Latinos are the fastest-growing student population in America and Lumina Foundation supports the Unidos Project, designed to increase post-secondary attainment of Latino students. Lumina is investing more than $11.5 million in Latino Student Success (LSS) efforts across the country. The Unidos Project in Albuquerque received $600,000 from Lumina Foundation for a "no wrong gate" approach that allows students to flow freely through the educational system, with appropriate support and direction to remain on course, and with minimal barriers to success.
Under the specific LSS effort, Lumina supports local partnerships at 14 sites in 11 states that demonstrate a commitment to their growing Latino community. This grant effort encourages community leaders across key policy, education, business and nonprofit sectors to build, implement and sustain "place-based partnerships" that capitalize on local talent. The Foundation works alongside Excelencia in Education to provide technological assistance and evaluation support to each partnership.
"Lumina's Latino Student Success effort is an integral part of our commitment to Goal 2025," Lumina President and CEO Jamie Merisotis, said. "Through these partnerships, we aim to build bridges among leadership groups already working to improve Latino college preparation, access and attainment."
UNM Vice President for Equity and Inclusion Jozi De Leon, said, "The Unidos Project is focused on creating a culture of collaboration and collective impact across numerous entities to achieve its overall goal of producing 55,000 post-secondary degrees and credentials for Latinos in Bernalillo County by the year 2025," she said. De Leon is the principal investigator of the Unidos Project. She added, "The goal can only be met by increasing Latino high school graduation rates, enrolling more Latinos in post-secondary education, and graduating more Latinos from our institutions of higher education."
At more than 50 million, Latinos represent the largest and fastest-growing population group in the United States. By 2025, half of the nation's workforce will be of Latino descent. At that time, 63 percent of all jobs in the U.S. will require some form of post-secondary education or training, according to labor economist Anthony Carnevale of the Georgetown University Center on Education and the Workforce.
The strength of this focused Latino student success effort is due to the dedication of many partners striving to reach a national college attainment goal.
"The collective support and commitment of our institutional and community partners is the only possibility we have to 'move the needle' on increasing educational attainment among Latino students and creating sustainable change," De Leon added.

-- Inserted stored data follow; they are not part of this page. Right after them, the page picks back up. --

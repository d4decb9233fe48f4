//! Per-device presence debounce state machine.
//!
//! A presence sample that disagrees with the recorded state opens a settle
//! window for that device only. When the window closes the device is sampled
//! again:
//! - still disagreeing with the recorded state: commit the transition
//! - agreeing again (flicker): discard, nothing changes

use std::collections::HashMap;
use std::time::Duration;

use tokio::time::Instant;
use tracing::debug;

use crate::domain::DeviceId;

/// Decision once a settle window has elapsed.
#[derive(Debug, Clone, Copy, PartialEq, Eq)]
pub enum DebounceDecision {
    /// Apply the observed transition.
    Commit,
    /// Transient flicker, keep the recorded state.
    Discard,
}

/// A settle window that has not been resolved yet.
#[derive(Debug)]
struct PendingCheck {
    /// Presence seen by the sample that opened the window.
    observed: bool,
    /// When the window opened.
    opened_at: Instant,
}

/// Tracks open settle windows, at most one per device.
#[derive(Debug)]
pub struct DebounceTracker {
    pending: HashMap<DeviceId, PendingCheck>,
    window: Duration,
}

impl DebounceTracker {
    pub fn new(window: Duration) -> Self {
        Self {
            pending: HashMap::new(),
            window,
        }
    }

    pub fn window(&self) -> Duration {
        self.window
    }

    pub fn is_pending(&self, id: &DeviceId) -> bool {
        self.pending.contains_key(id)
    }

    pub fn pending_count(&self) -> usize {
        self.pending.len()
    }

    /// Open a window for `id`. Returns false if one is already open.
    pub fn begin(&mut self, id: &DeviceId, recorded: bool, observed: bool) -> bool {
        if self.pending.contains_key(id) {
            return false;
        }
        debug!(
            "Presence of {} changed {} -> {}, settling for {:?}",
            id, recorded, observed, self.window
        );
        self.pending.insert(
            id.clone(),
            PendingCheck {
                observed,
                opened_at: Instant::now(),
            },
        );
        true
    }

    /// Close the window for `id` with the re-sampled presence.
    ///
    /// Returns `None` when no window was open (e.g. the device was removed).
    pub fn resolve(
        &mut self,
        id: &DeviceId,
        recorded: bool,
        resampled: bool,
    ) -> Option<DebounceDecision> {
        let check = self.pending.remove(id)?;

        if resampled == recorded {
            debug!(
                "Discarding flicker on {}: saw {} then {} after {:?}",
                id,
                check.observed,
                resampled,
                check.opened_at.elapsed()
            );
            Some(DebounceDecision::Discard)
        } else {
            debug!(
                "Committing presence of {}: {} -> {} after {:?}",
                id,
                recorded,
                resampled,
                check.opened_at.elapsed()
            );
            Some(DebounceDecision::Commit)
        }
    }

    /// Drop any open window for `id`.
    pub fn forget(&mut self, id: &DeviceId) {
        self.pending.remove(id);
    }
}
//! Serialization primitives for toggle commands.

use std::collections::HashMap;
use std::sync::atomic::{AtomicBool, Ordering};
use std::sync::{Arc, Mutex, PoisonError};

use tokio::sync::{Mutex as AsyncMutex, OwnedMutexGuard};

use crate::domain::DeviceId;

/// Single in-flight flag for enforcement passes.
#[derive(Debug, Clone, Default)]
pub struct EnforcementGuard {
    in_flight: Arc<AtomicBool>,
}

impl EnforcementGuard {
    /// Test-and-set. `None` when a pass is already running.
    pub fn try_acquire(&self) -> Option<EnforcementToken> {
        self.in_flight
            .compare_exchange(false, true, Ordering::AcqRel, Ordering::Acquire)
            .ok()
            .map(|_| EnforcementToken {
                in_flight: Arc::clone(&self.in_flight),
            })
    }

    pub fn is_held(&self) -> bool {
        self.in_flight.load(Ordering::Acquire)
    }
}

/// Releases the enforcement flag when dropped.
#[derive(Debug)]
pub struct EnforcementToken {
    in_flight: Arc<AtomicBool>,
}

impl Drop for EnforcementToken {
    fn drop(&mut self) {
        self.in_flight.store(false, Ordering::Release);
    }
}

/// One async lock per device id, so toggles for a device never overlap.
#[derive(Debug, Clone, Default)]
pub struct DeviceLocks {
    locks: Arc<Mutex<HashMap<DeviceId, Arc<AsyncMutex<()>>>>>,
}

impl DeviceLocks {
    /// Wait until no other toggle for `id` is outstanding.
    pub async fn acquire(&self, id: &DeviceId) -> OwnedMutexGuard<()> {
        let lock = {
            let mut locks = self.locks.lock().unwrap_or_else(PoisonError::into_inner);
            Arc::clone(locks.entry(id.clone()).or_default())
        };
        lock.lock_owned().await
    }

    /// Drop the lock for a removed device unless someone still holds it.
    pub fn forget(&self, id: &DeviceId) {
        let mut locks = self.locks.lock().unwrap_or_else(PoisonError::into_inner);
        if locks.get(id).is_some_and(|lock| Arc::strong_count(lock) == 1) {
            locks.remove(id);
        }
    }
}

The Unidos partners include representatives from six key sectors: Albuquerque Public Schools, University of New Mexico, Central New Mexico Community College, Center for Education Policy Research, UNM El Centro de la Raza, the College Board, Youth Development, Inc., Albuquerque Hispano Chamber of Commerce, ENLACE, Innovate+Educate, Albuquerque-Bernalillo County Community Schools Partnership, and State Representative/New Mexico House Education Committee Chairman Rick Miera.
Among those who attended the press conference at the National Hispanic Cultural Center was Senator Jeff Bingaman, State Representative Rick Miera, Robert Perry of Mayor Richard Berry's office; Chaouki Abdallah, UNM provost; Jozi DeLeon, UNM vice president, Division of Equity and Inclusion; Eddie Soto, Albuquerque Public Schools associate superintendent for secondary education; Albuquerque City Councilor Ken Sanchez; Philip Bustos, CNM vice president for student services; Ralph Arellanes, LULAC, state director, and chair, Hispanic Round Table of New Mexico; and Adrian Pedroza, commissioner, White House Initiative on Hispanic Education.
Members of the Lumina team include: Lorena Blanca-Silva, administrative officer, UNM Division of Equity and Inclusion; Teresa Brito-Asenap, Albuquerque Public Schools; Jozi De Leon, vice president, Division of Equity and Inclusion; Jennifer Gomez-Chavez, director, Unidos Lumina Grant; and Angelo Gonzales, associate director, UNM Center for Education Policy Research.